Though rare, cats such as the Persian, Birman, and Himalayan have also been afflicted with hereditary cataracts.

Other causes of cataracts include:

  • aging
  • diabetes
  • electric shock
  • exposure to extreme heat or radiation
  • exposure to toxins
  • injury to the eye
  • poor nutrition as pups and kittens
  • retinal degeneration
  • uveitis [a type of inflammation of the eye]

An examination by a veterinarian can help determine whether changes in the eyes are the result of cataracts, corneal damage, sclerosis [a cloudy appearance, but without vision loss], or another cause. In some cases, further diagnostics by an eye specialist [ophthalmologist] will be recommended.

Is surgery an option? It can be. We are fortunate to have veterinary ophthalmologists in our area who are able to evaluate cataracts for surgical treatment. Not all pets will qualify. In fact, if you are considering surgery for your pet, time is of the essence. As the cataract progresses, the retina and lens can become so damaged that the pet will not regain its sight even if surgery is performed.

What kind of medicine will help? Cataracts cannot be treated with medicine. However, the veterinarian may dispense medication for other disorders of the eye occurring at the same time.

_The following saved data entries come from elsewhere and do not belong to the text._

//! Configuration loading from TOML with environment variable resolution.
//!
//! Reads `config.toml` and deserializes into strongly-typed structs.
//! The feed API key is referenced by env-var name in the config and
//! resolved at runtime via `std::env::var`.

use anyhow::{Context, Result};
use secrecy::SecretString;
use serde::Deserialize;
use std::fs;
use std::time::Duration;

use crate::types::TickerError;

/// Top-level application configuration.
#[derive(Debug, Deserialize, Clone)]
pub struct AppConfig {
    pub feed: FeedConfig,
    #[serde(default)]
    pub ticker: TickerConfig,
    #[serde(default)]
    pub dashboard: DashboardConfig,
}

#[derive(Debug, Deserialize, Clone)]
pub struct FeedConfig {
    /// Scheme + host of the market-data backend, e.g. `http://localhost:8000`.
    pub base_url: String,
    #[serde(default = "default_feed_path")]
    pub path: String,
    #[serde(default = "default_timeout_secs")]
    pub timeout_secs: u64,
    /// Env var holding the API key. Missing var means unauthenticated reads.
    #[serde(default)]
    pub api_key_env: Option<String>,
}

/// Timing and layout knobs for the strip. Every field has a default.
#[derive(Debug, Deserialize, Clone)]
#[serde(default)]
pub struct TickerConfig {
    pub poll_interval_secs: u64,
    pub jitter_interval_secs: u64,
    pub jitter_suppress_secs: u64,
    pub frame_interval_ms: u64,
    pub scroll_px_per_frame: f64,
    pub item_width_px: f64,
    pub status_interval_secs: u64,
    pub max_indices: usize,
    pub max_tape: usize,
    /// Fixed RNG seed for the jitter loop; random when unset.
    pub jitter_seed: Option<u64>,
}

impl Default for TickerConfig {
    fn default() -> Self {
        Self {
            poll_interval_secs: 60,
            jitter_interval_secs: 5,
            jitter_suppress_secs: 10,
            frame_interval_ms: 16,
            scroll_px_per_frame: 0.5,
            item_width_px: 180.0,
            status_interval_secs: 60,
            max_indices: 5,
            max_tape: 15,
            jitter_seed: None,
        }
    }
}

#[derive(Debug, Deserialize, Clone)]
pub struct DashboardConfig {
    pub enabled: bool,
    pub port: u16,
}

impl Default for DashboardConfig {
    fn default() -> Self {
        Self { enabled: true, port: 8088 }
    }
}

fn default_feed_path() -> String {
    "/api/markets/ticker/".to_string()
}

fn default_timeout_secs() -> u64 {
    10
}

// ---------------------------------------------------------------------------
// Runtime settings
// ---------------------------------------------------------------------------

/// Validated, `Duration`-typed view of [`TickerConfig`] consumed by the strip.
#[derive(Debug, Clone)]
pub struct StripSettings {
    pub poll_interval: Duration,
    pub jitter_interval: Duration,
    pub jitter_suppress_window: Duration,
    pub frame_interval: Duration,
    pub scroll_px_per_frame: f64,
    pub item_width_px: f64,
    pub status_interval: Duration,
    pub max_indices: usize,
    pub max_tape: usize,
    pub jitter_seed: Option<u64>,
}

impl Default for StripSettings {
    fn default() -> Self {
        Self {
            poll_interval: Duration::from_secs(60),
            jitter_interval: Duration::from_secs(5),
            jitter_suppress_window: Duration::from_secs(10),
            frame_interval: Duration::from_millis(16),
            scroll_px_per_frame: 0.5,
            item_width_px: 180.0,
            status_interval: Duration::from_secs(60),
            max_indices: 5,
            max_tape: 15,
            jitter_seed: None,
        }
    }
}

impl TickerConfig {
    /// Validate and convert into runtime settings.
    pub fn settings(&self) -> Result<StripSettings, TickerError> {
        let nonzero = |name: &str, v: u64| {
            if v == 0 {
                Err(TickerError::Config(format!("{name} must be greater than zero")))
            } else {
                Ok(v)
            }
        };

        let poll = nonzero("poll_interval_secs", self.poll_interval_secs)?;
        let jitter = nonzero("jitter_interval_secs", self.jitter_interval_secs)?;
        let frame = nonzero("frame_interval_ms", self.frame_interval_ms)?;
        let status = nonzero("status_interval_secs", self.status_interval_secs)?;

        if !(self.scroll_px_per_frame.is_finite() && self.scroll_px_per_frame > 0.0) {
            return Err(TickerError::Config(
                "scroll_px_per_frame must be a positive number".into(),
            ));
        }
        if !(self.item_width_px.is_finite() && self.item_width_px > 0.0) {
            return Err(TickerError::Config("item_width_px must be a positive number".into()));
        }

        Ok(StripSettings {
            poll_interval: Duration::from_secs(poll),
            jitter_interval: Duration::from_secs(jitter),
            jitter_suppress_window: Duration::from_secs(self.jitter_suppress_secs),
            frame_interval: Duration::from_millis(frame),
            scroll_px_per_frame: self.scroll_px_per_frame,
            item_width_px: self.item_width_px,
            status_interval: Duration::from_secs(status),
            max_indices: self.max_indices,
            max_tape: self.max_tape,
            jitter_seed: self.jitter_seed,
        })
    }
}

impl AppConfig {
    /// Load configuration from a TOML file.
    pub fn load(path: &str) -> Result<Self> {
        let contents = fs::read_to_string(path)
            .with_context(|| format!("Failed to read config file: {path}"))?;
        Self::from_toml(&contents).with_context(|| format!("Failed to parse config file: {path}"))
    }

    /// Parse configuration from a TOML string.
    pub fn from_toml(contents: &str) -> Result<Self> {
        let config: AppConfig = toml::from_str(contents)?;
        config.ticker.settings()?;
        Ok(config)
    }

    /// Resolve an environment variable name to its value.
    pub fn resolve_env(env_name: &str) -> Result<String> {
        std::env::var(env_name)
            .with_context(|| format!("Environment variable not set: {env_name}"))
    }

    /// The feed API key, if one is configured and present in the environment.
    pub fn feed_api_key(&self) -> Option<SecretString> {
        self.feed
            .api_key_env
            .as_deref()
            .and_then(|env| Self::resolve_env(env).ok())
            .filter(|key| !key.is_empty())
            .map(SecretString::new)
    }
}
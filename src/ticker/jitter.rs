//! Cosmetic price jitter between polls.
//!
//! Non-authoritative: makes the strip look alive while the next poll is
//! pending. Never runs close to a fresh poll so it cannot visibly fight
//! real data.

use rand::rngs::StdRng;
use rand::{Rng, SeedableRng};
use std::time::Duration;
use tokio::time::Instant;

use crate::types::{InstrumentType, TickerItem};

/// Max relative step per tick for each instrument type.
pub fn volatility(kind: InstrumentType) -> f64 {
    match kind {
        InstrumentType::Currency => 0.0005,
        InstrumentType::Index | InstrumentType::Commodity => 0.001,
        InstrumentType::Stock => 0.002,
    }
}

/// Jitter runs only once the last successful poll is older than `window`.
/// A strip that never fetched successfully always jitters.
pub fn should_jitter(last_fetched: Option<Instant>, now: Instant, window: Duration) -> bool {
    match last_fetched {
        Some(at) => now.saturating_duration_since(at) > window,
        None => true,
    }
}

#[derive(Debug)]
pub struct Jitter {
    rng: StdRng,
}

impl Jitter {
    pub fn new(seed: Option<u64>) -> Self {
        let rng = match seed {
            Some(seed) => StdRng::seed_from_u64(seed),
            None => StdRng::from_entropy(),
        };
        Self { rng }
    }

    /// Multiply the price by `1 + u * volatility` with `u` in `[-1, 1]`.
    pub fn perturb(&mut self, item: &mut TickerItem) {
        let u: f64 = self.rng.gen_range(-1.0..=1.0);
        let new_price = item.price() * (1.0 + u * volatility(item.kind()));
        item.reprice(new_price);
    }

    pub fn apply(&mut self, items: &mut [TickerItem]) {
        for item in items.iter_mut() {
            self.perturb(item);
        }
    }
}
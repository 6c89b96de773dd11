//! Trading-session calendar.
//!
//! Purely derived from wall-clock time against a fixed weekday/hour table.
//! Decorative: nothing downstream treats it as the source of truth for
//! whether an exchange is trading. No public holidays.

use chrono::{DateTime, Datelike, FixedOffset, NaiveTime, Offset, Timelike, Utc, Weekday};

use crate::types::MarketStatus;

/// Anything that can say what session an exchange is in at a given instant.
pub trait MarketCalendar: Send + Sync {
    fn status_at(&self, at: DateTime<Utc>) -> MarketStatus;

    fn status_now(&self) -> MarketStatus {
        self.status_at(Utc::now())
    }
}

/// One row of the session table, in exchange-local time.
#[derive(Debug, Clone, Copy)]
struct Session {
    start: NaiveTime,
    end: NaiveTime,
    status: MarketStatus,
}

/// Fixed-offset exchange calendar with a single weekday session table.
#[derive(Debug, Clone)]
pub struct ExchangeCalendar {
    offset: FixedOffset,
    sessions: Vec<Session>,
}

fn hm(hour: u32, minute: u32) -> NaiveTime {
    NaiveTime::from_hms_opt(hour, minute, 0).unwrap_or_default()
}

impl ExchangeCalendar {
    /// Johannesburg: UTC+2 all year.
    /// 08:30 pre-open, 09:00 continuous trading, 16:50 closing auction, 17:00 close.
    pub fn jse() -> Self {
        let sast = FixedOffset::east_opt(2 * 3600).unwrap_or_else(|| Utc.fix());
        Self {
            offset: sast,
            sessions: vec![
                Session { start: hm(8, 30), end: hm(9, 0), status: MarketStatus::PreOpen },
                Session { start: hm(9, 0), end: hm(16, 50), status: MarketStatus::Open },
                Session { start: hm(16, 50), end: hm(17, 0), status: MarketStatus::ClosingAuction },
            ],
        }
    }

    /// Minutes until the next session boundary, for display hints.
    pub fn minutes_to_next_change(&self, at: DateTime<Utc>) -> Option<i64> {
        let local = at.with_timezone(&self.offset);
        if matches!(local.weekday(), Weekday::Sat | Weekday::Sun) {
            return None;
        }
        let now = local.time();
        self.sessions
            .iter()
            .flat_map(|s| [s.start, s.end])
            .filter(|t| *t > now)
            .min()
            .map(|t| {
                let secs = t.num_seconds_from_midnight() as i64 - now.num_seconds_from_midnight() as i64;
                (secs + 59) / 60
            })
    }
}

impl Default for ExchangeCalendar {
    fn default() -> Self {
        Self::jse()
    }
}

impl MarketCalendar for ExchangeCalendar {
    fn status_at(&self, at: DateTime<Utc>) -> MarketStatus {
        let local = at.with_timezone(&self.offset);
        if matches!(local.weekday(), Weekday::Sat | Weekday::Sun) {
            return MarketStatus::Weekend;
        }

        let now = local.time();
        self.sessions
            .iter()
            .find(|s| now >= s.start && now < s.end)
            .map(|s| s.status)
            .unwrap_or(MarketStatus::Closed)
    }
}

// ---------------------------------------------------------------------------
// Tests
// ---------------------------------------------------------------------------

What can I do? Dr. Donald Miele, a Norfolk veterinarian, has several recommendations: 

  • Try to keep furniture where it is; your pet has likely learned to navigate it well and any changes in furniture arrangements will lead to painful run-ins with chairs and tables.
  • Help your pet up and down stairs.
  • Follow your dog into the yard to make sure he doesn’t get lost or “stuck.”
  • Monitor his eyes for any changes in appearance and report changes or concerns to the doctor.

Resources include:
Saunders Comprehensive Veterinary Dictionary
Saunders Manual of Small Animal Practice
The 5 Minute Veterinary Consult

A version of this post originally appeared on Sept. 17, 2012.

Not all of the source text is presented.